* **Your task**
Return the records exactly, keeping every line as it is.
───── Supplied records
use axum::{
	middleware,
	routing::{get, post},
	Router,
};
use tower::ServiceBuilder;
use tower_http::{
	compression::CompressionLayer,
	cors::CorsLayer,
	limit::RequestBodyLimitLayer,
	request_id::{MakeRequestUuid, PropagateRequestIdLayer, SetRequestIdLayer},
	trace::TraceLayer,
	LatencyUnit,
};
use tracing::Level;

use crate::handlers::{get_quote, health, prepare_swap};
use crate::middleware::rate_limit_middleware;
use crate::state::AppState;

pub fn create_router(state: AppState) -> Router {
	// Layers prepared first so they're in scope for all paths
	let cors = CorsLayer::permissive();
	let body_limit = RequestBodyLimitLayer::new(64 * 1024);
	let trace = TraceLayer::new_for_http()
		.make_span_with(|req: &axum::http::Request<_>| {
			let req_id = req
				.headers()
				.get("x-request-id")
				.and_then(|v| v.to_str().ok())
				.unwrap_or("-");
			tracing::info_span!(
				"http_request",
				method = %req.method(),
				uri = %req.uri(),
				req_id
			)
		})
		.on_request(tower_http::trace::DefaultOnRequest::new().level(Level::INFO))
		.on_response(
			tower_http::trace::DefaultOnResponse::new()
				.level(Level::INFO)
				.latency_unit(LatencyUnit::Millis),
		);
	let req_id = ServiceBuilder::new()
		.layer(SetRequestIdLayer::x_request_id(MakeRequestUuid))
		.layer(PropagateRequestIdLayer::x_request_id());

	// Rate limiting guards /api/* only; /health sits outside it.
	let api_routes = Router::new()
		.route("/api/aggregator/quote", get(get_quote))
		.route("/api/aggregator/quote/", get(get_quote))
		.route("/api/aggregator/prepare-swap", post(prepare_swap))
		.route("/api/aggregator/prepare-swap/", post(prepare_swap))
		.layer(middleware::from_fn_with_state(
			state.clone(),
			rate_limit_middleware,
		));

	Router::new()
		.route("/health", get(health))
		.route("/health/", get(health))
		.merge(api_routes)
		.layer(cors)
		.layer(CompressionLayer::new())
		.layer(trace)
		.layer(req_id)
		.layer(body_limit)
		.with_state(state)
}
use axum::extract::State;
use axum::response::Json;
use dexgate_types::{PreparedSwap, SwapPrepareParams};
use tracing::debug;

use crate::error::ApiError;
use crate::state::AppState;

/// POST /api/aggregator/prepare-swap - raw swap payload from the first
/// responsive provider, uncached
pub async fn prepare_swap(
	State(state): State<AppState>,
	Json(params): Json<SwapPrepareParams>,
) -> Result<Json<PreparedSwap>, ApiError> {
	let request = params.validate().map_err(|err| {
		debug!(error = %err, "rejecting prepare-swap request");
		ApiError::MissingBodyParam
	})?;

	let swap = state.aggregator.prepare_swap(&request).await?;
	Ok(Json(swap))
}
──────────
* **Result below**
use axum::{
	middleware,
	routing::{get, post},
	Router,
};
use tower::ServiceBuilder;
use tower_http::{
	compression::CompressionLayer,
	cors::CorsLayer,
	limit::RequestBodyLimitLayer,
	request_id::{MakeRequestUuid, PropagateRequestIdLayer, SetRequestIdLayer},
	trace::TraceLayer,
	LatencyUnit,
};
use tracing::Level;

use crate::handlers::{get_quote, health, prepare_swap};
use crate::middleware::rate_limit_middleware;
use crate::state::AppState;

pub fn create_router(state: AppState) -> Router {
	// Layers prepared first so they're in scope for all paths
	let cors = CorsLayer::permissive();
	let body_limit = RequestBodyLimitLayer::new(64 * 1024);
	let trace = TraceLayer::new_for_http()
		.make_span_with(|req: &axum::http::Request<_>| {
			let req_id = req
				.headers()
				.get("x-request-id")
				.and_then(|v| v.to_str().ok())
				.unwrap_or("-");
			tracing::info_span!(
				"http_request",
				method = %req.method(),
				uri = %req.uri(),
				req_id
			)
		})
		.on_request(tower_http::trace::DefaultOnRequest::new().level(Level::INFO))
		.on_response(
			tower_http::trace::DefaultOnResponse::new()
				.level(Level::INFO)
				.latency_unit(LatencyUnit::Millis),
		);
	let req_id = ServiceBuilder::new()
		.layer(SetRequestIdLayer::x_request_id(MakeRequestUuid))
		.layer(PropagateRequestIdLayer::x_request_id());

	// Rate limiting guards /api/* only; /health sits outside it.
	let api_routes = Router::new()
		.route("/api/aggregator/quote", get(get_quote))
		.route("/api/aggregator/quote/", get(get_quote))
		.route("/api/aggregator/prepare-swap", post(prepare_swap))
		.route("/api/aggregator/prepare-swap/", post(prepare_swap))
		.layer(middleware::from_fn_with_state(
			state.clone(),
			rate_limit_middleware,
		));

	Router::new()
		.route("/health", get(health))
		.route("/health/", get(health))
		.merge(api_routes)
		.layer(cors)
		.layer(CompressionLayer::new())
		.layer(trace)
		.layer(req_id)
		.layer(body_limit)
		.with_state(state)
}
use axum::extract::State;
use axum::response::Json;
use dexgate_types::{PreparedSwap, SwapPrepareParams};
use tracing::debug;

use crate::error::ApiError;
use crate::state::AppState;

/// POST /api/aggregator/prepare-swap - raw swap payload from the first
/// responsive provider, uncached
pub async fn prepare_swap(
	State(state): State<AppState>,
	Json(params): Json<SwapPrepareParams>,
) -> Result<Json<PreparedSwap>, ApiError> {
	let request = params.validate().map_err(|err| {
		debug!(error = %err, "rejecting prepare-swap request");
		ApiError::MissingBodyParam
	})?;

	let swap = state.aggregator.prepare_swap(&request).await?;
	Ok(Json(swap))
}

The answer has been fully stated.